Susceptible families display an increase in severity of the disease in successive generations; this increased severity is caused by the progressive amplification of a CTG triplet at the 3 end of a transcript.
Living cells have evolved a series of enzymatic systems that repair DNA damage in a variety of ways.
The low spontaneous mutation rate is indicative of the efficiency of these repair systems.
Failure of these systems can lead to a higher mutation rate.
A number of human diseases can be attributed to defects in DNA repair, as we shall see later.

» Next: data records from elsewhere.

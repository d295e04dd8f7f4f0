// Rust guideline compliant 2026-10-19

//! Flashcards CLI Application
//!
//! Interactive flashcard quizzes with per-card error tracking.

use anyhow::Context;
use clap::Parser;
use flashcards_cli::logging::init_tracing;
use flashcards_cli::{should_use_color, ConsolePrompter, Session};
use flashcards_core::config::DEFAULT_CONFIG_FILE;
use flashcards_core::Config;
use std::path::PathBuf;

#[derive(Parser, Debug)]
#[command(
    name = "flashcards",
    version,
    about = "Flashcards: term/definition quizzes with error tracking",
    long_about = "Flashcards keeps a set of term/definition cards, quizzes you on them and remembers which ones you get wrong. Cards are saved as plain text lines of the form 'term, definition, errors'.",
    after_help = "Examples:\n  flashcards\n  flashcards --import_from capitals.txt --export_to capitals.txt\n  flashcards --log-level debug --log-file flashcards.log\n  flashcards --export_to deck.txt --save-config\n"
)]
struct Cli {
    /// Card file to import at startup
    #[arg(long = "import_from", visible_alias = "import-from")]
    import_from: Option<PathBuf>,

    /// Card file to export to on exit
    #[arg(long = "export_to", visible_alias = "export-to")]
    export_to: Option<PathBuf>,

    /// Custom config file path
    #[arg(long)]
    config: Option<PathBuf>,

    /// Disable colored output
    #[arg(long)]
    no_color: bool,

    /// Diagnostics level
    #[arg(long, value_parser = ["error", "warn", "info", "debug", "trace"])]
    log_level: Option<String>,

    /// Write diagnostics as JSON to this file instead of stderr
    #[arg(long)]
    log_file: Option<PathBuf>,

    /// Save the effective configuration to the config file and exit
    #[arg(long)]
    save_config: bool,
}

fn main() -> anyhow::Result<()> {
    let cli = Cli::parse();

    let config_path = cli
        .config
        .unwrap_or_else(|| PathBuf::from(DEFAULT_CONFIG_FILE));
    let mut config = Config::load(&config_path)
        .with_context(|| format!("Failed to load config from {}", config_path.display()))?;

    // Command-line flags win over file and environment
    if cli.import_from.is_some() {
        config.import_from = cli.import_from;
    }
    if cli.export_to.is_some() {
        config.export_to = cli.export_to;
    }
    if let Some(level) = cli.log_level {
        config.log_level = level;
    }
    if cli.log_file.is_some() {
        config.log_file = cli.log_file;
    }
    if cli.no_color {
        config.color = false;
    }
    config.validate()?;

    if cli.save_config {
        config
            .save(&config_path)
            .with_context(|| format!("Failed to save config to {}", config_path.display()))?;
        println!("Configuration saved to {}", config_path.display());
        return Ok(());
    }

    let _guard = init_tracing(&config)?;

    let mut prompter = ConsolePrompter::stdin(config.color && should_use_color());
    let mut session = Session::new(&config);
    session.run(&mut prompter)?;

    Ok(())
}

Let's first examine some of the characterized repair pathways and then consider how the cell integrates these systems into an overall strategy for repair .
Several recessive human genetic diseases are known or suspected to be caused by defective genes in repair systems.
These defects often lead to an increased incidence of cancer because, as part of the general increased level of mutation, more mutations are produced in genes that can cause a cell to become cancerous.
One cancer-prone disease, xeroderma pigmentosum (XP), results from a defect in any one of eight genes involved in nucleotide excision repair. People suffering from this disorder are extremely prone to UV-induced skin cancer ) as a result of exposure to sunlight) and have frequent neurological abnormalities.